▼

// garage-api: Async Rust client for the smart-garage backend (REST + push stream)

pub mod client;
pub mod error;
pub mod events;
pub mod models;
pub mod session;
pub mod transport;
pub mod websocket;

pub use client::GarageClient;
pub use error::Error;
pub use events::{CommandEcho, ErrorNotice, InboundEvent, OutboundCommand, ParseError, StatusUpdate};
pub use models::{
    AccessLogEntry, CommandAck, ControlRequest, Coordinates, DoorAction, GarageRecord,
    ReportedState, StatusReport,
};
pub use session::{InvalidationReason, Session, SessionState};
pub use transport::{TlsMode, TransportConfig};
pub use websocket::{ChannelConfig, ChannelStatus, ResilientChannel};
// ── Reactive device store ──
//
// Lock-free device storage with push-based change notification.

mod collection;
mod data_store;

pub use data_store::DataStore;
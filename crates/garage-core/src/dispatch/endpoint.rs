// Direct command path backed by the REST client.

use futures_util::future::BoxFuture;
use garage_api::{CommandAck, GarageClient};

use super::CommandEndpoint;
use crate::config::Flavor;
use crate::model::CommandIntent;

/// Routes intents to the control endpoint the backend flavor exposes.
pub struct ApiEndpoint {
    client: GarageClient,
    flavor: Flavor,
}

impl ApiEndpoint {
    pub fn new(client: GarageClient, flavor: Flavor) -> Self {
        Self { client, flavor }
    }
}

impl CommandEndpoint for ApiEndpoint {
    fn send<'a>(
        &'a self,
        intent: &'a CommandIntent,
    ) -> BoxFuture<'a, Result<CommandAck, garage_api::Error>> {
        Box::pin(async move {
            match self.flavor {
                Flavor::Single => {
                    self.client
                        .trigger(intent.action, intent.location_proof)
                        .await
                }
                Flavor::Fleet => {
                    self.client
                        .control_garage(
                            intent.device_id.as_str(),
                            intent.action,
                            intent.location_proof,
                        )
                        .await
                }
            }
        })
    }
}
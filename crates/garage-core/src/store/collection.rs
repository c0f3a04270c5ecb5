// ── Generic reactive entity collection ──
//
// Lock-free concurrent storage with O(1) lookups and push-based
// change notification via `watch` channels.

use std::sync::Arc;

use dashmap::DashMap;
use tokio::sync::watch;

/// A lock-free, reactive collection for a single entity type.
///
/// Entities are stored under a primary key and may carry one alias
/// (a second identifier the backend uses for the same entity). Every
/// mutation rebuilds the snapshot that subscribers receive.
pub(crate) struct EntityCollection<T: Clone + Send + Sync + 'static> {
    by_key: DashMap<String, Arc<T>>,

    /// Secondary index: alias -> primary key.
    alias_to_key: DashMap<String, String>,

    /// Reverse of `alias_to_key` for cleanup on update and removal.
    key_to_alias: DashMap<String, String>,

    /// Sorted-by-key snapshot, rebuilt on mutation.
    snapshot: watch::Sender<Arc<Vec<Arc<T>>>>,
}

impl<T: Clone + Send + Sync + 'static> EntityCollection<T> {
    pub(crate) fn new() -> Self {
        let (snapshot, _) = watch::channel(Arc::new(Vec::new()));

        Self {
            by_key: DashMap::new(),
            alias_to_key: DashMap::new(),
            key_to_alias: DashMap::new(),
            snapshot,
        }
    }

    /// Insert or update an entity. Returns `true` if the key was new.
    pub(crate) fn upsert(&self, key: String, alias: Option<String>, entity: T) -> bool {
        if let Some((_, old)) = self.key_to_alias.remove(&key) {
            self.alias_to_key.remove(&old);
        }
        if let Some(alias) = alias {
            self.alias_to_key.insert(alias.clone(), key.clone());
            self.key_to_alias.insert(key.clone(), alias);
        }

        let is_new = self.by_key.insert(key, Arc::new(entity)).is_none();
        self.rebuild_snapshot();
        is_new
    }

    /// Apply `f` to a copy of the entity under `key` and store the result.
    ///
    /// Returns the updated entity, or `None` if the key is absent.
    pub(crate) fn update(&self, key: &str, f: impl FnOnce(&mut T)) -> Option<Arc<T>> {
        let updated = {
            let mut slot = self.by_key.get_mut(key)?;
            let mut entity = T::clone(slot.value());
            f(&mut entity);
            let updated = Arc::new(entity);
            *slot.value_mut() = Arc::clone(&updated);
            updated
        };
        self.rebuild_snapshot();
        Some(updated)
    }

    /// Remove an entity by key. Returns the removed entity if it existed.
    pub(crate) fn remove(&self, key: &str) -> Option<Arc<T>> {
        let removed = self.by_key.remove(key).map(|(_, v)| v);
        if removed.is_some() {
            if let Some((_, alias)) = self.key_to_alias.remove(key) {
                self.alias_to_key.remove(&alias);
            }
            self.rebuild_snapshot();
        }
        removed
    }

    pub(crate) fn get_by_key(&self, key: &str) -> Option<Arc<T>> {
        self.by_key.get(key).map(|r| Arc::clone(r.value()))
    }

    /// Resolve a primary key or alias to its primary key.
    pub(crate) fn resolve_key(&self, key_or_alias: &str) -> Option<String> {
        if self.by_key.contains_key(key_or_alias) {
            return Some(key_or_alias.to_owned());
        }
        self.alias_to_key
            .get(key_or_alias)
            .map(|r| r.value().clone())
    }

    /// Get the current snapshot (cheap `Arc` clone).
    pub(crate) fn snapshot(&self) -> Arc<Vec<Arc<T>>> {
        self.snapshot.borrow().clone()
    }

    pub(crate) fn subscribe(&self) -> watch::Receiver<Arc<Vec<Arc<T>>>> {
        self.snapshot.subscribe()
    }

    pub(crate) fn len(&self) -> usize {
        self.by_key.len()
    }

    pub(crate) fn keys(&self) -> Vec<String> {
        self.by_key.iter().map(|r| r.key().clone()).collect()
    }

    // ── Private helpers ──────────────────────────────────────────────

    fn rebuild_snapshot(&self) {
        let mut entries: Vec<(String, Arc<T>)> = self
            .by_key
            .iter()
            .map(|r| (r.key().clone(), Arc::clone(r.value())))
            .collect();
        entries.sort_by(|a, b| a.0.cmp(&b.0));
        let values = entries.into_iter().map(|(_, v)| v).collect();
        // `send_modify` updates unconditionally, even with zero receivers.
        self.snapshot.send_modify(|snap| *snap = Arc::new(values));
    }
}

#[cfg(test)]
#[allow(clippy::unwrap_used)]
mod tests {
    use super::*;

    #[test]
    fn upsert_returns_true_for_new_key() {
        let col: EntityCollection<String> = EntityCollection::new();
        assert!(col.upsert("1".into(), None, "hello".into()));
        assert!(!col.upsert("1".into(), None, "world".into()));
        assert_eq!(*col.get_by_key("1").unwrap(), "world");
    }

    #[test]
    fn alias_resolves_to_primary_key() {
        let col: EntityCollection<String> = EntityCollection::new();
        col.upsert("1".into(), Some("esp-front".into()), "front".into());

        assert_eq!(col.resolve_key("esp-front").as_deref(), Some("1"));
        assert_eq!(col.resolve_key("1").as_deref(), Some("1"));
        assert!(col.resolve_key("esp-back").is_none());
    }

    #[test]
    fn upsert_with_changed_alias_cleans_old_mapping() {
        let col: EntityCollection<String> = EntityCollection::new();
        col.upsert("1".into(), Some("old".into()), "v1".into());
        col.upsert("1".into(), Some("new".into()), "v2".into());

        assert!(col.resolve_key("old").is_none());
        assert_eq!(col.resolve_key("new").as_deref(), Some("1"));
    }

    #[test]
    fn remove_cleans_up_indexes() {
        let col: EntityCollection<String> = EntityCollection::new();
        col.upsert("1".into(), Some("a".into()), "x".into());

        assert_eq!(*col.remove("1").unwrap(), "x");
        assert!(col.resolve_key("a").is_none());
        assert_eq!(col.len(), 0);
    }

    #[test]
    fn update_notifies_subscribers() {
        let col: EntityCollection<String> = EntityCollection::new();
        col.upsert("1".into(), None, "x".into());
        let mut rx = col.subscribe();
        rx.borrow_and_update();

        let updated = col.update("1", |s| s.push('!')).unwrap();
        assert_eq!(*updated, "x!");
        assert!(rx.has_changed().unwrap());
        assert!(col.update("missing", |_| {}).is_none());
    }

    #[test]
    fn snapshot_is_sorted_by_key() {
        let col: EntityCollection<String> = EntityCollection::new();
        col.upsert("b".into(), None, "second".into());
        col.upsert("a".into(), None, "first".into());

        let snap = col.snapshot();
        assert_eq!(*snap[0], "first");
        assert_eq!(*snap[1], "second");
    }
}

▲

TASK TO CARRY OUT
If a line in the entries above contains the word "based", copy it.

FINAL ANSWER
// Lock-free device storage with push-based change notification.
// Lock-free concurrent storage with O(1) lookups and push-based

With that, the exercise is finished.